■ EXERCISE DETAILS
One line at a time, check the entries below for the word "parse", and copy each line that has it.

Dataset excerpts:
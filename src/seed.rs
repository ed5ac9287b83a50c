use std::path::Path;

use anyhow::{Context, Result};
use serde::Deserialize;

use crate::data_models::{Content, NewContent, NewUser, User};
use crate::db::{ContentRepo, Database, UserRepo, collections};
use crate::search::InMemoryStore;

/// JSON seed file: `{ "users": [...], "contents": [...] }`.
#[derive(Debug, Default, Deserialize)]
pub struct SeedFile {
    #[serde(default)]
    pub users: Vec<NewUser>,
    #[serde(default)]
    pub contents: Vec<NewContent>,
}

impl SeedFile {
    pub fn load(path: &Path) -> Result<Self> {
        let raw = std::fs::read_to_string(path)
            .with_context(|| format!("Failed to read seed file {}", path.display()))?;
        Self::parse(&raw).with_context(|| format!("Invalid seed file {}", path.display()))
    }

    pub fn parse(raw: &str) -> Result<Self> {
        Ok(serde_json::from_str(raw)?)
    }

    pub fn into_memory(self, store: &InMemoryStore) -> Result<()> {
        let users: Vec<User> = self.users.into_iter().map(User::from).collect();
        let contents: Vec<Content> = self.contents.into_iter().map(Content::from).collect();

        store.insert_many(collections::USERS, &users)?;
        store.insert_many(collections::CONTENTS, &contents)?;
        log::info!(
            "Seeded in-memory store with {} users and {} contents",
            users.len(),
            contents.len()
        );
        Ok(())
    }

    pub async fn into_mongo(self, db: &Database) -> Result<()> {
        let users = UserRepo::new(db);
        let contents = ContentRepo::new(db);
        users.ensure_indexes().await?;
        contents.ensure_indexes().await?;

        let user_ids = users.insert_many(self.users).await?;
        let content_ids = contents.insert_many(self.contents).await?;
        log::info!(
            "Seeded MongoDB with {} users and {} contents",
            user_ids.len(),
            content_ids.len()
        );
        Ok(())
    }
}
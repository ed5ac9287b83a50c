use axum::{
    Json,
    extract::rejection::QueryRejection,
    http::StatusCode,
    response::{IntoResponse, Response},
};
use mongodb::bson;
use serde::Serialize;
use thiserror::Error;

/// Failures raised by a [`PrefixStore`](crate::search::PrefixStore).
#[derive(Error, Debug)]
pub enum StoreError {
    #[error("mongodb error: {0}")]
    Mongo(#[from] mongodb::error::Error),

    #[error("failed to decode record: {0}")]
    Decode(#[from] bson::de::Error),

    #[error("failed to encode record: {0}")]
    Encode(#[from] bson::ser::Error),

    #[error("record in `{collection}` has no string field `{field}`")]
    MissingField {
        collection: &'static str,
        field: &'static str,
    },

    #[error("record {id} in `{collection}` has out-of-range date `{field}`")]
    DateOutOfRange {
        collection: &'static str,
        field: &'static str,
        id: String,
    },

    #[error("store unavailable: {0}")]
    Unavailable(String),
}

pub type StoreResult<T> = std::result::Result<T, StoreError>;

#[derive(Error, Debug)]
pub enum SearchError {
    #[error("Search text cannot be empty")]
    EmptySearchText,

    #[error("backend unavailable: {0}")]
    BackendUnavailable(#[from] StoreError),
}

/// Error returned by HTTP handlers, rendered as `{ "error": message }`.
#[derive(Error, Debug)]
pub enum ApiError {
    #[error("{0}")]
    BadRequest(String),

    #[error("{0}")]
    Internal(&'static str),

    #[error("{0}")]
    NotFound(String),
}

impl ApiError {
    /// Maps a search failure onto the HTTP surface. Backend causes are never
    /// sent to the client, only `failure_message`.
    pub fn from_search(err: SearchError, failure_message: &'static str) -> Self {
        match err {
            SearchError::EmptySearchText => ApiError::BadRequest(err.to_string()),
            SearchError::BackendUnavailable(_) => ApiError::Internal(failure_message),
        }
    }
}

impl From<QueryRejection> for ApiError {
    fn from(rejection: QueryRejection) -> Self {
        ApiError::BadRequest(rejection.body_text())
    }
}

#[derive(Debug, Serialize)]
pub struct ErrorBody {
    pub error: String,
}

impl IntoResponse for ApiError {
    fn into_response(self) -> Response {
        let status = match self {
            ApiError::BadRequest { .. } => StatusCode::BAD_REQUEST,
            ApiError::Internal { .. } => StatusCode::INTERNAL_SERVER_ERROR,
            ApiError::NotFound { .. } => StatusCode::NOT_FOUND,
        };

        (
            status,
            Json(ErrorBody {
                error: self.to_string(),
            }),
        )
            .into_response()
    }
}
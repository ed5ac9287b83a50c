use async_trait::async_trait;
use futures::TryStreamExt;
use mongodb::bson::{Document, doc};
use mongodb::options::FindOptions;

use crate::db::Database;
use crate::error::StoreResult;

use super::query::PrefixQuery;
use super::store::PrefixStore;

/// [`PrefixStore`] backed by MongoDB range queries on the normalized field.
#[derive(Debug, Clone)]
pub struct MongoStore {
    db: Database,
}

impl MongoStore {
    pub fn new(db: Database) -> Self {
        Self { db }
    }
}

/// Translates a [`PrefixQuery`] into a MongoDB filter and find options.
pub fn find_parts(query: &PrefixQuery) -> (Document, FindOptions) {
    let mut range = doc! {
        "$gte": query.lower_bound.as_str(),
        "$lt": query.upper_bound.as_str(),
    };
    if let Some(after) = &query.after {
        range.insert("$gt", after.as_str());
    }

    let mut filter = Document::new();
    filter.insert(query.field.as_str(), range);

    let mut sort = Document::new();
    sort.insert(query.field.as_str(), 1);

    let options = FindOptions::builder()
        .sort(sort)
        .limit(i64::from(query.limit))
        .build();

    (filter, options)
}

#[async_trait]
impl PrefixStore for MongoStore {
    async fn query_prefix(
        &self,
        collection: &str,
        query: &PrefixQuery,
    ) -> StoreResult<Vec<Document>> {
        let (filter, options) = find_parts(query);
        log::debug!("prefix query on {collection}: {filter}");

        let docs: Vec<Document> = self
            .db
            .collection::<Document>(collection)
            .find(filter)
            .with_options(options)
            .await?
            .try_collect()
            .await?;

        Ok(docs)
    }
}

■ SOLUTION FOR THIS EXERCISE
        Self::parse(&raw).with_context(|| format!("Invalid seed file {}", path.display()))
    pub fn parse(raw: &str) -> Result<Self> {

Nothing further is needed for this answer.